A proud father has six children. He always calls his wife "mother of six" to her displeasure. One night at a party, he yells across the room, "Mom of six, we're going now." She replies: "I'll be right there, father of four.
Why do orphans like to play tennis
Because that’s the only love they will get
What animal can jump the highest
Emo kids because once they go up they never come back
Yo moma so fat that when she bought food she ran out of money
I went to the grocery and they said I did something wrong but I thought they were talking about a food so I said wrong yummy
I looked at you and you were bald until I got slapped up by will smith to the back of your head and saw the Great Wall of china.

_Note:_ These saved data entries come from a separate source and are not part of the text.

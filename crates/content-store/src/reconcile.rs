//! Load-time Reconciliation
//!
//! Each collection is read from storage once, independently, and checked
//! against the bundled defaults. Nothing here can fail: bad or stale data
//! is logged and replaced by the default.

use log::{debug, error, warn};
use serde::de::DeserializeOwned;

use crate::config::{Collection, StoreConfig};
use crate::defaults::Defaults;
use crate::model::{GalleryItem, ScheduleEvent, SocialLink};
use crate::storage::KeyValueStorage;

/// Why a collection came from the defaults
#[derive(Debug, Clone, Copy, PartialEq, Eq)]
pub enum Fallback {
    /// Key never written
    Missing,
    /// Stored value did not parse as the expected records
    Malformed,
    /// Stored value referenced a retired image host
    Legacy,
    /// Stored value is deliberately thrown away on load
    Discarded,
    /// Storage read itself failed
    Unreadable,
}

/// Where a loaded collection came from
#[derive(Debug, Clone, Copy, PartialEq, Eq)]
pub enum LoadSource {
    Stored,
    /// Stored records combined with defaults
    Merged,
    Defaulted(Fallback),
}

/// A loaded value together with its origin
#[derive(Debug, Clone, PartialEq)]
pub struct Loaded<T> {
    pub value: T,
    pub source: LoadSource,
}

impl<T> Loaded<T> {
    fn stored(value: T) -> Self {
        Self { value, source: LoadSource::Stored }
    }

    fn defaulted(value: T, reason: Fallback) -> Self {
        Self { value, source: LoadSource::Defaulted(reason) }
    }
}

/// Load origin of every collection
#[derive(Debug, Clone, Copy, PartialEq, Eq)]
pub struct LoadReport {
    pub gallery: LoadSource,
    pub schedule: LoadSource,
    pub hero: LoadSource,
    pub profile: LoadSource,
    pub social: LoadSource,
}

impl LoadReport {
    pub fn source(&self, collection: Collection) -> LoadSource {
        match collection {
            Collection::Gallery => self.gallery,
            Collection::Schedule => self.schedule,
            Collection::Hero => self.hero,
            Collection::Profile => self.profile,
            Collection::Social => self.social,
        }
    }
}

/// Raw read, with read errors folded into `Err(Fallback)`
fn read_raw<S: KeyValueStorage>(
    storage: &S,
    config: &StoreConfig,
    collection: Collection,
) -> Result<Option<String>, Fallback> {
    let key = config.key(collection);
    storage.get_item(&key).map_err(|e| {
        warn!("Failed to read {} from storage, using defaults: {}", key, e);
        Fallback::Unreadable
    })
}

/// Read and parse a JSON list
fn read_list<S, T>(
    storage: &S,
    config: &StoreConfig,
    collection: Collection,
) -> Result<Vec<T>, Fallback>
where
    S: KeyValueStorage,
    T: DeserializeOwned,
{
    let raw = read_raw(storage, config, collection)?.ok_or(Fallback::Missing)?;
    serde_json::from_str(&raw).map_err(|e| {
        error!("Failed to parse saved {}, falling back to defaults: {}", collection, e);
        Fallback::Malformed
    })
}

pub fn load_gallery<S: KeyValueStorage>(
    storage: &S,
    config: &StoreConfig,
    defaults: &Defaults,
) -> Loaded<Vec<GalleryItem>> {
    match read_list::<_, GalleryItem>(storage, config, Collection::Gallery) {
        Ok(items) if items.iter().any(|item| config.is_legacy_reference(&item.url)) => {
            debug!("Saved gallery references a legacy image host, using bundled gallery");
            Loaded::defaulted(defaults.gallery.clone(), Fallback::Legacy)
        }
        Ok(items) => Loaded::stored(items),
        Err(reason) => Loaded::defaulted(defaults.gallery.clone(), reason),
    }
}

/// Always starts from the defaults and clears whatever was stored.
///
/// Schedule persistence is being retired; edits are still written back
/// during a session but do not survive the next load.
pub fn load_schedule<S: KeyValueStorage>(
    storage: &S,
    config: &StoreConfig,
    defaults: &Defaults,
) -> Loaded<Vec<ScheduleEvent>> {
    let key = config.key(Collection::Schedule);
    let reason = match read_raw(storage, config, Collection::Schedule) {
        Ok(Some(_)) => {
            if let Err(e) = storage.remove_item(&key) {
                error!("Failed to remove saved schedule: {}", e);
            }
            Fallback::Discarded
        }
        Ok(None) => Fallback::Missing,
        Err(reason) => reason,
    };
    Loaded::defaulted(defaults.schedule.clone(), reason)
}

pub fn load_hero_image<S: KeyValueStorage>(
    storage: &S,
    config: &StoreConfig,
    defaults: &Defaults,
) -> Loaded<String> {
    match read_raw(storage, config, Collection::Hero) {
        Ok(Some(saved)) if !saved.is_empty() => Loaded::stored(saved),
        Ok(_) => Loaded::defaulted(defaults.hero_image.clone(), Fallback::Missing),
        Err(reason) => Loaded::defaulted(defaults.hero_image.clone(), reason),
    }
}

pub fn load_profile_image<S: KeyValueStorage>(
    storage: &S,
    config: &StoreConfig,
    defaults: &Defaults,
) -> Loaded<String> {
    match read_raw(storage, config, Collection::Profile) {
        Ok(Some(saved)) if config.is_legacy_reference(&saved) => {
            debug!("Saved profile image is a legacy remote reference, using bundled image");
            Loaded::defaulted(defaults.profile_image.clone(), Fallback::Legacy)
        }
        Ok(Some(saved)) if !saved.is_empty() => Loaded::stored(saved),
        Ok(_) => Loaded::defaulted(defaults.profile_image.clone(), Fallback::Missing),
        Err(reason) => Loaded::defaulted(defaults.profile_image.clone(), reason),
    }
}

pub fn load_social_links<S: KeyValueStorage>(
    storage: &S,
    config: &StoreConfig,
    defaults: &Defaults,
) -> Loaded<Vec<SocialLink>> {
    match read_list::<_, SocialLink>(storage, config, Collection::Social) {
        Ok(stored) => Loaded {
            value: merge_social_links(&defaults.social, &stored),
            source: LoadSource::Merged,
        },
        Err(reason) => Loaded::defaulted(defaults.social.clone(), reason),
    }
}

/// Combine stored links with the default set.
///
/// Every default platform appears once, in default order, taking the first
/// stored link for that platform if there is one. Stored links on platforms
/// the defaults do not know are appended in stored order.
pub fn merge_social_links(defaults: &[SocialLink], stored: &[SocialLink]) -> Vec<SocialLink> {
    let merged = defaults.iter().map(|default_link| {
        stored
            .iter()
            .find(|s| s.platform == default_link.platform)
            .unwrap_or(default_link)
            .clone()
    });
    let additional = stored
        .iter()
        .filter(|s| !defaults.iter().any(|d| d.platform == s.platform))
        .cloned();
    merged.chain(additional).collect()
}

Me:you have terrible jokes Mum:shows me a mirror
what do you call a special needs kid with a motorcycle: motor disease
How to get into politics Fail art school
whats an indians favorite drug beans
Q: why can’t orphans be criminals
A: they are not wanted
a kid named timmy said to his dad that he had sex with his teacher and his dad was proud of him and gave him a bike and the kid said i cant use it my butt hurts
whats george floyds newest song i cant breath
What do you call the door that is cute adorable
My asian girlfriend has a wierd name. As I gave her anal, she was yelling "I'm tu yung."
Sex is basically math. You add the bed. Subtract the clothes. Divide the legs to multiply inside.
What is your favorite and a man an amend the rapper
steven hawkinig never used a condom he used a fire wall
yo momma is so stupid she saw an anime and started eating an alive rabbit and thought she would get powers
i saw a monkey outside of school and said a look a monkey i got expelled the next day.